What Is the Connection between the Dark Web and Small Business?

Generally, personal data stolen from businesses ends up on the Dark Web. There is a myriad of categories within the Dark Web that specialize in different stolen information such as stolen credit cards, stolen account information from financial institutions, forged documents, etc.  Many times there are even subcategories within these general categories such as a specific brand of credit cards within a specific geographic location by state and zip code.  Surprisingly, some of these Dark Web businesses will not only sell stolen information such as bank cards, but will also offer “customer service” functions such as card support or refunds.  The Dark Web also offers compromised bank accounts, health records, credentials and forged real estate documents.  Interestingly, a “one-stop shop” is available on the Dark Web that offers entire “wallets” complete with driver’s license, social security numbers, birth certificates and credit cards.

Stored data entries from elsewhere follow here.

//! Cascade policy seam for dependent-entity cleanup on deletion
//!
//! Groups currently have no dependent entities, so the default policy does
//! nothing. A real policy must be idempotent: it may see the same ID again if
//! a caller retries a delete.

use async_trait::async_trait;

/// Error returned by a cascade policy
#[derive(Debug, Clone, PartialEq, Eq, thiserror::Error)]
#[error("cascade cleanup failed: {0}")]
pub struct CascadeError(pub String);

/// Cleanup run once per deleted group, after the delete was persisted
#[async_trait]
pub trait CascadePolicy: Send + Sync {
    async fn on_deleted(&self, group_id: &str) -> Result<(), CascadeError>;
}

/// Policy that performs no cleanup
#[derive(Debug, Clone, Copy, Default)]
pub struct InertCascade;

#[async_trait]
impl CascadePolicy for InertCascade {
    async fn on_deleted(&self, group_id: &str) -> Result<(), CascadeError> {
        tracing::trace!("No dependents to clean up for group {}", group_id);
        Ok(())
    }
}
//! In-process group store.
//!
//! Keeps documents in insertion order behind an async lock. Used for tests and
//! for embedding the repository without a database.

use async_trait::async_trait;
use std::sync::atomic::{AtomicBool, Ordering};
use tokio::sync::RwLock;
use uuid::Uuid;

use crate::models::{Group, GroupId};
use crate::storage::errors::StorageError;
use crate::storage::filters::{GroupFilter, MatchLimit, Projection};
use crate::storage::models::{GroupDocument, StoreUpdate, UpdateResult};
use crate::storage::traits::{BaseStore, GroupStore};

#[derive(Debug)]
pub struct MemoryGroupStore {
    groups: RwLock<Vec<Group>>,
    available: AtomicBool,
}

impl MemoryGroupStore {
    pub fn new() -> Self {
        Self {
            groups: RwLock::new(Vec::new()),
            available: AtomicBool::new(true),
        }
    }

    /// Toggle availability; while unavailable every call fails with
    /// [`StorageError::Unavailable`]
    pub fn set_available(&self, available: bool) {
        self.available.store(available, Ordering::SeqCst);
    }

    fn ensure_available(&self) -> Result<(), StorageError> {
        if self.available.load(Ordering::SeqCst) {
            Ok(())
        } else {
            Err(StorageError::Unavailable(
                "memory group store is switched off".to_string(),
            ))
        }
    }
}

impl Default for MemoryGroupStore {
    fn default() -> Self {
        Self::new()
    }
}

#[async_trait]
impl BaseStore for MemoryGroupStore {
    async fn health_check(&self) -> Result<bool, StorageError> {
        Ok(self.available.load(Ordering::SeqCst))
    }

    async fn clear(&self) -> Result<(), StorageError> {
        self.ensure_available()?;
        self.groups.write().await.clear();
        Ok(())
    }

    async fn get_metadata(&self) -> Result<serde_json::Value, StorageError> {
        let count = self.groups.read().await.len();
        Ok(serde_json::json!({
            "type": "memory_group_store",
            "group_count": count
        }))
    }

    async fn close(&self) -> Result<(), StorageError> {
        Ok(())
    }
}

#[async_trait]
impl GroupStore for MemoryGroupStore {
    async fn save(&self, document: GroupDocument) -> Result<GroupId, StorageError> {
        self.ensure_available()?;
        let id = Uuid::new_v4().simple().to_string();
        self.groups
            .write()
            .await
            .push(document.into_group(id.clone()));
        Ok(id)
    }

    async fn apply_update(
        &self,
        filter: &GroupFilter,
        update: &StoreUpdate,
        limit: MatchLimit,
    ) -> Result<UpdateResult, StorageError> {
        self.ensure_available()?;
        let mut groups = self.groups.write().await;
        let mut ids = Vec::new();

        for group in groups.iter_mut().filter(|g| filter.matches(g)) {
            update.apply_to(group);
            ids.push(group.id.clone());
            if limit == MatchLimit::One {
                break;
            }
        }

        Ok(UpdateResult::new(ids))
    }

    async fn delete(
        &self,
        filter: &GroupFilter,
        limit: MatchLimit,
    ) -> Result<Vec<Group>, StorageError> {
        self.ensure_available()?;
        let mut groups = self.groups.write().await;
        let mut deleted = Vec::new();
        let mut index = 0;

        while index < groups.len() {
            if filter.matches(&groups[index])
                && (limit == MatchLimit::All || deleted.is_empty())
            {
                deleted.push(groups.remove(index));
            } else {
                index += 1;
            }
        }

        Ok(deleted)
    }

    async fn find(
        &self,
        filter: &GroupFilter,
        projection: &Projection,
        limit: Option<usize>,
    ) -> Result<Vec<Group>, StorageError> {
        self.ensure_available()?;
        let groups = self.groups.read().await;
        Ok(groups
            .iter()
            .filter(|g| filter.matches(g))
            .take(limit.unwrap_or(usize::MAX))
            .cloned()
            .map(|g| projection.apply(g))
            .collect())
    }
}
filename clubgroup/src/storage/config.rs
//! Configuration structures for storage backends

use serde::{Deserialize, Serialize};

/// Which document store backs the repository
#[derive(Debug, Clone, Copy, Serialize, Deserialize, PartialEq, Eq, Default)]
#[serde(rename_all = "lowercase")]
pub enum StorageBackend {
    /// In-process store (for testing and embedding)
    Memory,
    /// SurrealDB (embedded)
    #[default]
    #[serde(rename = "surrealdb")]
    SurrealDB,
}

/// SurrealDB configuration
#[derive(Debug, Clone, Serialize, Deserialize, PartialEq)]
#[serde(default)]
pub struct SurrealDBConfig {
    /// SurrealDB engine type
    pub engine: SurrealDBEngine,

    /// Path for the on-disk engine
    pub connection: String,

    /// Namespace
    pub namespace: String,

    /// Database name
    pub database: String,
}

impl Default for SurrealDBConfig {
    fn default() -> Self {
        Self {
            engine: SurrealDBEngine::Memory,
            connection: "./data/clubgroup".to_string(),
            namespace: "clubgroup".to_string(),
            database: "main".to_string(),
        }
    }
}

/// SurrealDB engine types
#[derive(Debug, Clone, Copy, Serialize, Deserialize, PartialEq, Eq)]
#[serde(rename_all = "lowercase")]
pub enum SurrealDBEngine {
    /// In-memory storage (for testing)
    Memory,
    /// RocksDB on-disk storage (embedded)
    #[serde(rename = "rocksdb")]
    RocksDB,
}

/// Storage section of the repository configuration
#[derive(Debug, Clone, Serialize, Deserialize, PartialEq, Default)]
#[serde(default)]
pub struct StorageConfig {
    /// Which backend to use
    pub backend: StorageBackend,

    /// SurrealDB settings, used when `backend` is `surrealdb`
    pub surrealdb: SurrealDBConfig,
}
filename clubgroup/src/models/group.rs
//! Group model representing a club sub-group

use chrono::{DateTime, Utc};
use serde::{Deserialize, Serialize};

use crate::ClubGroupError;

/// Base URL used to build the placeholder photo of a group created without one
pub const PLACEHOLDER_PHOTO_BASE: &str = "https://via.placeholder.com/150?text=";

/// Opaque group identifier assigned by the store
pub type GroupId = String;

/// Role a user holds inside a group
#[derive(Debug, Clone, Copy, Serialize, Deserialize, PartialEq, Eq, Hash, Default)]
#[serde(rename_all = "lowercase")]
pub enum MemberRole {
    /// Helps running the group
    Collaborator,
    /// Manages the group
    Manager,
    /// Regular member
    #[default]
    Member,
}

impl std::fmt::Display for MemberRole {
    fn fmt(&self, f: &mut std::fmt::Formatter<'_>) -> std::fmt::Result {
        match self {
            Self::Collaborator => write!(f, "collaborator"),
            Self::Manager => write!(f, "manager"),
            Self::Member => write!(f, "member"),
        }
    }
}

/// Group categories
#[derive(Debug, Clone, Copy, Serialize, Deserialize, PartialEq, Eq, Hash, Default)]
pub enum Category {
    /// Academic groups
    #[serde(rename = "Học thuật")]
    Academic,
    /// Volunteering groups
    #[serde(rename = "Tình nguyện")]
    Volunteer,
    /// Campaign and movement groups
    #[serde(rename = "Phong trào")]
    Movement,
    /// Performing arts groups
    #[serde(rename = "Văn nghệ")]
    Arts,
    /// The main group of a club
    Main,
    /// Uncategorized
    #[default]
    Default,
}

impl Category {
    /// Label used when the category is persisted
    pub fn label(&self) -> &'static str {
        match self {
            Self::Academic => "Học thuật",
            Self::Volunteer => "Tình nguyện",
            Self::Movement => "Phong trào",
            Self::Arts => "Văn nghệ",
            Self::Main => "Main",
            Self::Default => "Default",
        }
    }
}

impl std::fmt::Display for Category {
    fn fmt(&self, f: &mut std::fmt::Formatter<'_>) -> std::fmt::Result {
        f.write_str(self.label())
    }
}

impl std::str::FromStr for Category {
    type Err = ClubGroupError;

    fn from_str(s: &str) -> Result<Self, Self::Err> {
        match s {
            "Học thuật" => Ok(Self::Academic),
            "Tình nguyện" => Ok(Self::Volunteer),
            "Phong trào" => Ok(Self::Movement),
            "Văn nghệ" => Ok(Self::Arts),
            "Main" => Ok(Self::Main),
            "Default" => Ok(Self::Default),
            other => Err(ClubGroupError::Validation(format!(
                "'{}' is not a valid group category",
                other
            ))),
        }
    }
}

/// A user's membership entry in a group
#[derive(Debug, Clone, Serialize, Deserialize, PartialEq, Eq)]
pub struct Member {
    /// Reference to the user
    pub user: String,

    /// Role of the user inside the group
    #[serde(default)]
    pub role: MemberRole,
}

impl Member {
    /// Create a membership with the default `member` role
    pub fn new<S: Into<String>>(user: S) -> Self {
        Self {
            user: user.into(),
            role: MemberRole::Member,
        }
    }

    /// Create a membership with an explicit role
    pub fn with_role<S: Into<String>>(user: S, role: MemberRole) -> Self {
        Self {
            user: user.into(),
            role,
        }
    }
}

/// A persisted group as returned by reads.
///
/// `search_token` and `members` are hidden by the default read projection and
/// come back as `None` unless explicitly requested.
#[derive(Debug, Clone, Serialize, Deserialize, PartialEq)]
pub struct Group {
    /// Store-assigned identifier
    pub id: GroupId,

    /// Display name
    pub name: String,

    /// Normalized form of `name`, derived on every name write
    #[serde(skip_serializing_if = "Option::is_none")]
    pub search_token: Option<String>,

    /// Free-text description
    pub description: String,

    /// Photo URL
    pub photo: String,

    /// Ordered memberships
    #[serde(skip_serializing_if = "Option::is_none")]
    pub members: Option<Vec<Member>>,

    /// Category
    pub category: Category,

    /// Whether this is the club's main group
    pub is_main: bool,

    /// Reference to the owning club
    pub club: String,

    /// When the group was created
    pub created_at: DateTime<Utc>,
}

/// Input for the create path.
///
/// There is deliberately no way to set the search token here; it is derived
/// from `name` by the lifecycle pipeline.
#[derive(Debug, Clone, PartialEq)]
pub struct NewGroup {
    pub(crate) name: String,
    pub(crate) description: String,
    pub(crate) photo: Option<String>,
    pub(crate) members: Vec<Member>,
    pub(crate) category: Category,
    pub(crate) is_main: bool,
    pub(crate) club: String,
}

impl NewGroup {
    /// Create a builder for a group belonging to `club`
    pub fn builder<N, D, C>(name: N, description: D, club: C) -> NewGroupBuilder
    where
        N: Into<String>,
        D: Into<String>,
        C: Into<String>,
    {
        NewGroupBuilder::new(name, description, club)
    }

    /// Name as supplied, trimmed
    pub fn name(&self) -> &str {
        self.name.trim()
    }

    pub fn description(&self) -> &str {
        &self.description
    }

    pub fn members(&self) -> &[Member] {
        &self.members
    }

    pub fn club(&self) -> &str {
        &self.club
    }

    pub fn category(&self) -> Category {
        self.category
    }

    pub fn is_main(&self) -> bool {
        self.is_main
    }

    /// Photo to persist: the supplied one, or a placeholder built from the
    /// first character of the name
    pub fn photo_or_placeholder(&self) -> String {
        match &self.photo {
            Some(photo) => photo.clone(),
            None => placeholder_photo(self.name()),
        }
    }

    /// Check the required fields
    pub fn validate(&self) -> Result<(), ClubGroupError> {
        if self.name().is_empty() {
            return Err(ClubGroupError::Validation(
                "A group must have a name".to_string(),
            ));
        }
        if self.description.is_empty() {
            return Err(ClubGroupError::Validation(
                "A group must have a description".to_string(),
            ));
        }
        if self.club.trim().is_empty() {
            return Err(ClubGroupError::Validation(
                "A group must belong to a club".to_string(),
            ));
        }
        if self.members.iter().any(|m| m.user.trim().is_empty()) {
            return Err(ClubGroupError::Validation(
                "Group members must reference a user".to_string(),
            ));
        }
        Ok(())
    }
}

/// Build the placeholder photo URL for a name
pub fn placeholder_photo(name: &str) -> String {
    let initial = name.chars().next().map(String::from).unwrap_or_default();
    format!("{}{}", PLACEHOLDER_PHOTO_BASE, initial)
}

/// Builder for [`NewGroup`]
#[derive(Debug, Clone)]
pub struct NewGroupBuilder {
    group: NewGroup,
}

impl NewGroupBuilder {
    /// Start a group with its required fields
    pub fn new<N, D, C>(name: N, description: D, club: C) -> Self
    where
        N: Into<String>,
        D: Into<String>,
        C: Into<String>,
    {
        Self {
            group: NewGroup {
                name: name.into(),
                description: description.into(),
                photo: None,
                members: Vec::new(),
                category: Category::Default,
                is_main: false,
                club: club.into(),
            },
        }
    }

    /// Set an explicit photo URL
    pub fn photo<S: Into<String>>(mut self, photo: S) -> Self {
        self.group.photo = Some(photo.into());
        self
    }

    /// Append a member with the default role
    pub fn member<S: Into<String>>(mut self, user: S) -> Self {
        self.group.members.push(Member::new(user));
        self
    }

    /// Append a member with an explicit role
    pub fn member_with_role<S: Into<String>>(mut self, user: S, role: MemberRole) -> Self {
        self.group.members.push(Member::with_role(user, role));
        self
    }

    /// Replace the member list
    pub fn members(mut self, members: Vec<Member>) -> Self {
        self.group.members = members;
        self
    }

    /// Set the category
    pub fn category(mut self, category: Category) -> Self {
        self.group.category = category;
        self
    }

    /// Mark this as the club's main group
    pub fn main(mut self, is_main: bool) -> Self {
        self.group.is_main = is_main;
        self
    }

    /// Build the final NewGroup instance
    pub fn build(self) -> NewGroup {
        self.group
    }
}

/// Partial update of a group.
///
/// Only fields that are `Some` are written. `id`, `created_at` and the search
/// token are not part of the patch surface.
#[derive(Debug, Clone, Default, Serialize, Deserialize, PartialEq)]
pub struct GroupPatch {
    #[serde(skip_serializing_if = "Option::is_none")]
    pub name: Option<String>,

    #[serde(skip_serializing_if = "Option::is_none")]
    pub description: Option<String>,

    #[serde(skip_serializing_if = "Option::is_none")]
    pub photo: Option<String>,

    #[serde(skip_serializing_if = "Option::is_none")]
    pub members: Option<Vec<Member>>,

    #[serde(skip_serializing_if = "Option::is_none")]
    pub category: Option<Category>,

    #[serde(skip_serializing_if = "Option::is_none")]
    pub is_main: Option<bool>,

    #[serde(skip_serializing_if = "Option::is_none")]
    pub club: Option<String>,
}

impl GroupPatch {
    pub fn new() -> Self {
        Self::default()
    }

    /// Set the name
    pub fn name<S: Into<String>>(mut self, name: S) -> Self {
        self.name = Some(name.into());
        self
    }

    /// Set the description
    pub fn description<S: Into<String>>(mut self, description: S) -> Self {
        self.description = Some(description.into());
        self
    }

    /// Set the photo URL
    pub fn photo<S: Into<String>>(mut self, photo: S) -> Self {
        self.photo = Some(photo.into());
        self
    }

    /// Replace the member list
    pub fn members(mut self, members: Vec<Member>) -> Self {
        self.members = Some(members);
        self
    }

    /// Set the category
    pub fn category(mut self, category: Category) -> Self {
        self.category = Some(category);
        self
    }

    /// Set the main-group flag
    pub fn is_main(mut self, is_main: bool) -> Self {
        self.is_main = Some(is_main);
        self
    }

    /// Move the group to another club
    pub fn club<S: Into<String>>(mut self, club: S) -> Self {
        self.club = Some(club.into());
        self
    }

    /// The patched name, trimmed, when the patch carries one
    pub fn patched_name(&self) -> Option<&str> {
        self.name.as_deref().map(str::trim)
    }

    /// Whether the patch writes nothing
    pub fn is_empty(&self) -> bool {
        self.name.is_none()
            && self.description.is_none()
            && self.photo.is_none()
            && self.members.is_none()
            && self.category.is_none()
            && self.is_main.is_none()
            && self.club.is_none()
    }

    /// Copy of the patch with the name trimmed, as it will be persisted
    pub(crate) fn normalized(&self) -> Self {
        let mut patch = self.clone();
        if let Some(name) = patch.name.as_mut() {
            *name = name.trim().to_string();
        }
        patch
    }
}
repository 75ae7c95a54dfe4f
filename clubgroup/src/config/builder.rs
//! Configuration builder.

use super::{Result, models::*, validation};
use crate::storage::config::{StorageBackend, SurrealDBEngine};
use std::path::{Path, PathBuf};

/// Builder for creating [`ClubGroupConfig`] instances.
#[derive(Debug, Clone, Default)]
pub struct ConfigBuilder {
    config: ClubGroupConfig,
}

impl ConfigBuilder {
    /// Create a new configuration builder with default values.
    pub fn new() -> Self {
        Self::default()
    }

    /// Use the in-process store and notifier (no database)
    pub fn with_memory_storage(mut self) -> Self {
        self.config.storage.backend = StorageBackend::Memory;
        self.config.notifications.backend = NotificationBackend::Memory;
        self
    }

    /// Use embedded SurrealDB with the in-memory engine
    pub fn with_surrealdb_memory(mut self) -> Self {
        self.config.storage.backend = StorageBackend::SurrealDB;
        self.config.storage.surrealdb.engine = SurrealDBEngine::Memory;
        self
    }

    /// Use embedded SurrealDB persisted with RocksDB under `path`
    pub fn with_surrealdb_rocksdb<P: AsRef<Path>>(mut self, path: P) -> Self {
        self.config.storage.backend = StorageBackend::SurrealDB;
        self.config.storage.surrealdb.engine = SurrealDBEngine::RocksDB;
        self.config.storage.surrealdb.connection = path.as_ref().to_string_lossy().to_string();
        self
    }

    pub fn with_namespace(mut self, namespace: impl Into<String>, database: impl Into<String>) -> Self {
        self.config.storage.surrealdb.namespace = namespace.into();
        self.config.storage.surrealdb.database = database.into();
        self
    }

    pub fn with_notification_backend(mut self, backend: NotificationBackend) -> Self {
        self.config.notifications.backend = backend;
        self
    }

    /// Deliver notifications to a webhook
    pub fn with_webhook(mut self, url: impl Into<String>) -> Self {
        self.config.notifications.backend = NotificationBackend::Webhook;
        self.config.notifications.webhook.url = Some(url.into());
        self
    }

    pub fn with_hook_timeout_ms(mut self, timeout_ms: u64) -> Self {
        self.config.hooks.timeout_ms = timeout_ms;
        self
    }

    pub fn with_failure_channel_capacity(mut self, capacity: usize) -> Self {
        self.config.hooks.failure_channel_capacity = capacity;
        self
    }

    /// Set the log level.
    pub fn with_log_level(mut self, level: LogLevel) -> Self {
        self.config.logging.level = level;
        self
    }

    pub fn with_log_format(mut self, format: LogFormat) -> Self {
        self.config.logging.format = format;
        self
    }

    /// Configure logging to a file.
    pub fn with_log_file<P: AsRef<Path>>(mut self, path: P) -> Self {
        self.config.logging.file = Some(path.as_ref().to_path_buf());
        self
    }

    /// Development: embedded in-memory SurrealDB, debug logs.
    pub fn development() -> Self {
        Self::new()
            .with_surrealdb_memory()
            .with_notification_backend(NotificationBackend::SurrealDB)
            .with_log_level(LogLevel::Debug)
            .with_log_format(LogFormat::Pretty)
    }

    /// Testing: no database at all, quiet logs.
    pub fn testing() -> Self {
        Self::new()
            .with_memory_storage()
            .with_log_level(LogLevel::Warn)
            .with_log_format(LogFormat::Compact)
    }

    /// Production: RocksDB under the user's data directory, JSON logs.
    pub fn production() -> Self {
        let data_dir = directories::ProjectDirs::from("org", "clubgroup", "clubgroup")
            .map(|dirs| dirs.data_dir().to_path_buf())
            .unwrap_or_else(|| PathBuf::from("./data"));

        Self::new()
            .with_surrealdb_rocksdb(data_dir.join("groups"))
            .with_notification_backend(NotificationBackend::SurrealDB)
            .with_log_level(LogLevel::Info)
            .with_log_format(LogFormat::Json)
    }

    /// Build the configuration, validating it in the process.
    pub fn build(self) -> Result<ClubGroupConfig> {
        validation::validate_config(&self.config)?;
        Ok(self.config)
    }
}
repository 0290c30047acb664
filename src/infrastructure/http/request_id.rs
use axum::{extract::Request, http::HeaderValue, middleware::Next, response::Response};
use tracing::Instrument;
use uuid::Uuid;

pub const X_REQUEST_ID: &str = "x-request-id";

/// Attach a request ID to the request, its log span and the response.
///
/// A well-formed `x-request-id` sent by the client is reused.
pub async fn request_id_middleware(mut request: Request, next: Next) -> Response {
    let request_id = request
        .headers()
        .get(X_REQUEST_ID)
        .and_then(|v| v.to_str().ok())
        .filter(|v| is_acceptable(v))
        .map(str::to_string)
        .unwrap_or_else(|| Uuid::new_v4().to_string());

    request
        .extensions_mut()
        .insert(RequestId(request_id.clone()));

    let span = tracing::info_span!(
        "request",
        request_id = %request_id,
        method = %request.method(),
        path = %request.uri().path(),
    );
    let mut response = next.run(request).instrument(span).await;

    if let Ok(header_value) = HeaderValue::from_str(&request_id) {
        response.headers_mut().insert(X_REQUEST_ID, header_value);
    }

    response
}

fn is_acceptable(id: &str) -> bool {
    !id.is_empty()
        && id.len() <= 128
        && id
            .chars()
            .all(|c| c.is_ascii_alphanumeric() || matches!(c, '-' | '_' | '.'))
}

/// Request ID wrapper type for extension
#[derive(Debug, Clone)]
pub struct RequestId(pub String);
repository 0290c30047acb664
pub mod lenient;
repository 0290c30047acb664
//! Field deserializers for loosely typed request bodies.
//!
//! Used with `#[serde(default, deserialize_with = "...")]`; a wrongly typed
//! field becomes absent instead of failing the whole body.

use serde::{Deserialize, Deserializer};
use serde_json::Value;

/// Accept strings, numbers and booleans as text; anything else is absent
pub fn string<'de, D>(deserializer: D) -> Result<Option<String>, D::Error>
where
    D: Deserializer<'de>,
{
    Ok(match Value::deserialize(deserializer)? {
        Value::String(s) => Some(s),
        Value::Number(n) => Some(n.to_string()),
        Value::Bool(b) => Some(b.to_string()),
        _ => None,
    })
}

/// Accept finite numbers and numeric strings; anything else is absent
pub fn number<'de, D>(deserializer: D) -> Result<Option<f64>, D::Error>
where
    D: Deserializer<'de>,
{
    let value = match Value::deserialize(deserializer)? {
        Value::Number(n) => n.as_f64(),
        Value::String(s) => s.trim().parse::<f64>().ok(),
        _ => None,
    };
    Ok(value.filter(|v| v.is_finite()))
}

How Is Stolen Information Utilized?

There is no real limitation for the creative criminal mind on what purposes stolen information can serve. Generally, it can include obtaining credit, mortgages, loans, tax refunds, etc.  In addition, it can be used to create a “synthetic identity” where both real and fictitious information is lumped together to suddenly create a new identity that is difficult to discover.

Stolen Credentials

A growing area of criminal activity on the Dark Web is the use of stolen credentials such as user names and passwords. To profit from this type of information, many times identity thieves hire “account checkers” who input stolen user names and passwords across various business accounts, including banking, and eCommerce and attempt to “break in” to the account, as many people use the same user name and passwords for various business services.  Suddenly, a stolen user name and password from one credit card, can suddenly be used to open up a variety of accounts across financial and business-related horizons.

Small Business Impact from Dark Web

The media generally focuses on data breaches for large companies that possess information on millions of consumers. Consequently, many small business mistakenly may conclude that they would not be a prime target of identity thieves.  Small business owners should know that thieves generally don’t target the size of the business, only those that are most vulnerable.  As privacy specialists noted at a recent Federal Trade Commission (FTC) conference,  information available for sale on the Dark Web is up to twenty times more likely to come from a company whose breach wasn’t reported in the media.  Unfortunately, many of these are small retailers, restaurant chains, practices, school districts, medical practices etc, as emphasized at the FTC conference, whereby it was announced that the majority of breaches investigated by the U.S. Secret Service involve small business. (The full FTC conference on identity theft is available for viewing under the video tab here.)

Reducing Risk for Your Small Business

Obviously, it starts and ends with adequate security protections and the commitment to consistently utilize proper security protocols. The FTC has a data security page that identifies security options for a business of any size and sector.  In addition, the House of Representatives recently held a hearing to discuss cybersecurity risks for small businesses and various solutions. In particular it was suggested that increased sharing of cyberthreat data could enhance the security of all industries, supported by Committee Chairman Steven Chabot’s recently introduced Small Business Cybersecurity Enhancement Act (H.R. 4668) which would create a government-led cyberthreat sharing information program.  For more information on small businesses and cybersecurity, see our article Data Breach Preparedness: A critical risk management for small and mid-sized business. The bottom line is that small businesses are particularly at risk for identity theft and need to act promptly and aggressively to minimize their legal and monetary exposure.